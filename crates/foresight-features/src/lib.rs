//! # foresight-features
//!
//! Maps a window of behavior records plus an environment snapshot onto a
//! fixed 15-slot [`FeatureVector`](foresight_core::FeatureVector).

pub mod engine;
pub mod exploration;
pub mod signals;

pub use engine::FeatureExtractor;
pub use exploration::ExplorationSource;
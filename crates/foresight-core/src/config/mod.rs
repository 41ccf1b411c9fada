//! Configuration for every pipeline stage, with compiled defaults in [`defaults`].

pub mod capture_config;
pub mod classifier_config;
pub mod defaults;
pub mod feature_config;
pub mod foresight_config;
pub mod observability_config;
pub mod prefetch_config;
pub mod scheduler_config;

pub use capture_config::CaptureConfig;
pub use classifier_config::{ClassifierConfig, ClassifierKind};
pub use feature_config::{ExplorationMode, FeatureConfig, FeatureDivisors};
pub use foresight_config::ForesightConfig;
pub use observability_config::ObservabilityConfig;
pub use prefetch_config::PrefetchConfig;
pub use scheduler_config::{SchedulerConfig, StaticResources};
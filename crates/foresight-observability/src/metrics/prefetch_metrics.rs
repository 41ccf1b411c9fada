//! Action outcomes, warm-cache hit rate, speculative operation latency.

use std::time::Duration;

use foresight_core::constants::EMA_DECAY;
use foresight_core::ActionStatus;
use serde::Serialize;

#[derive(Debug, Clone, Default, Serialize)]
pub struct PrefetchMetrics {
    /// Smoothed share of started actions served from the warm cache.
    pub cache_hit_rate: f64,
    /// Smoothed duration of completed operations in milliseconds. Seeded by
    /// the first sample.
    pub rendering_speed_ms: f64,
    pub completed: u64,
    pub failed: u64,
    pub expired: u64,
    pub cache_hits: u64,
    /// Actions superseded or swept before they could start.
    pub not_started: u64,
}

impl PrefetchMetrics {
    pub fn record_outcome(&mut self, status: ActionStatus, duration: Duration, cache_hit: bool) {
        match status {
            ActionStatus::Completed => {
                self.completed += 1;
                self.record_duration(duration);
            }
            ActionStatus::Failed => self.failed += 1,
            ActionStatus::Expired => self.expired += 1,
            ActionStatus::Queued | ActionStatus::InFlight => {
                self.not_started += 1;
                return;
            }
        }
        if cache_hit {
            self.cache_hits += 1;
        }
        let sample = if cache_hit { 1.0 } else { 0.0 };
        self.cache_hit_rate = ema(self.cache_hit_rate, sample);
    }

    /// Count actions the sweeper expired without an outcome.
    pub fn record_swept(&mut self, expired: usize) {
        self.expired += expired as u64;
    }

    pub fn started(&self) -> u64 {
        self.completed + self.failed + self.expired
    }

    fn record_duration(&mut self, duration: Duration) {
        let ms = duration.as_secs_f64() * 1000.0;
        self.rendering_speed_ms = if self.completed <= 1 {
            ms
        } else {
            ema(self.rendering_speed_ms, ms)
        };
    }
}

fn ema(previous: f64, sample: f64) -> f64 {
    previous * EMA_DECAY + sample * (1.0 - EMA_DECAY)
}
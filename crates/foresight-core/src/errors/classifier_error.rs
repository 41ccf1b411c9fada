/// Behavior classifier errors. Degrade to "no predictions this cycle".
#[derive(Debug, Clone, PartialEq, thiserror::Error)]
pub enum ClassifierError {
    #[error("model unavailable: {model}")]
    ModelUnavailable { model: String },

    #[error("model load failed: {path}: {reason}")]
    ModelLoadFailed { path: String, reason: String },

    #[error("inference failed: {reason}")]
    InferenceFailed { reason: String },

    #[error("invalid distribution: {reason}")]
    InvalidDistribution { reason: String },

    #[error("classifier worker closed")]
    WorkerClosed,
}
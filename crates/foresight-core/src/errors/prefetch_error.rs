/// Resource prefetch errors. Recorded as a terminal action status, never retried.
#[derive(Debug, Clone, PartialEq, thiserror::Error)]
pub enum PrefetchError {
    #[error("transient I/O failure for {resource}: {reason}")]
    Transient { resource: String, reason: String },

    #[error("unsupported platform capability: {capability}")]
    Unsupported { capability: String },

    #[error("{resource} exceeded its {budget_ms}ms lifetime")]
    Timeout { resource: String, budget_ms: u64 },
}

----

Pull out all lines of the data with the string "previous".

OUTPUT BELOW:
fn ema(previous: f64, sample: f64) -> f64 {
    previous * EMA_DECAY + sample * (1.0 - EMA_DECAY)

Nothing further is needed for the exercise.